Copy each line of the records that contains the word "Some".
Top of RECORDED DATA
fn binary_operator_from_token(kind: &TokenKind) -> Result<BinaryOperator> {
    let operator = match kind {
        TokenKind::Plus => BinaryOperator::Add,
        TokenKind::Minus => BinaryOperator::Sub,
        TokenKind::Star => BinaryOperator::Mul,
        TokenKind::Slash => BinaryOperator::Div,
        TokenKind::Percent => BinaryOperator::Mod,
        TokenKind::DoubleEqual => BinaryOperator::Equal,
        TokenKind::BangEqual => BinaryOperator::NotEqual,
        TokenKind::Greater => BinaryOperator::Greater,
        TokenKind::GreaterEqual => BinaryOperator::GreaterEqual,
        TokenKind::Less => BinaryOperator::Less,
        TokenKind::LessEqual => BinaryOperator::LessEqual,
        TokenKind::Keyword(Keyword::And) => BinaryOperator::And,
        TokenKind::Keyword(Keyword::Or) => BinaryOperator::Or,
        TokenKind::Keyword(Keyword::In) => BinaryOperator::In,
        other => bail!("unsupported binary operator {:?}", other),
    };
    Ok(operator)
}
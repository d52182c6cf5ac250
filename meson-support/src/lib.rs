use std::borrow::Cow;
use std::fmt;

fn escape_single_quotes(input: &str) -> Cow<'_, str> {
    if input.contains('\'') {
        Cow::Owned(input.replace('\'', "\\'"))
    } else {
        Cow::Borrowed(input)
    }
}

fn format_operation_error(
    area: &str,
    operation: &str,
    target: Option<&str>,
    error: impl fmt::Display,
) -> String {
    match target {
        Some(target) => {
            let escaped = escape_single_quotes(target);
            format!("{area}.{operation}('{}') failed: {error}", escaped)
        }
        None => format!("{area}.{operation} failed: {error}"),
    }
}

/// Message for a failed filesystem operation on `path`.
pub fn fs_error(operation: &str, path: &str, error: impl fmt::Display) -> String {
    format_operation_error("fs", operation, Some(path), error)
}

/// Message for a build file that could not be parsed.
pub fn parse_error(path: &str, error: impl fmt::Display) -> String {
    format_operation_error("parser", "parse", Some(path), error)
}

pub fn config_error(path: &str, error: impl fmt::Display) -> String {
    format_operation_error("config", "load", Some(path), error)
}

pub fn cli_error(operation: &str, error: impl fmt::Display) -> String {
    format_operation_error("cli", operation, None, error)
}

pub fn cli_target_error(operation: &str, target: &str, error: impl fmt::Display) -> String {
    format_operation_error("cli", operation, Some(target), error)
}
Bottom of RECORDED DATA
- WRITTEN ANSWER -
        Some(target) => {
    format_operation_error("fs", operation, Some(path), error)
    format_operation_error("parser", "parse", Some(path), error)
    format_operation_error("config", "load", Some(path), error)
    format_operation_error("cli", operation, Some(target), error)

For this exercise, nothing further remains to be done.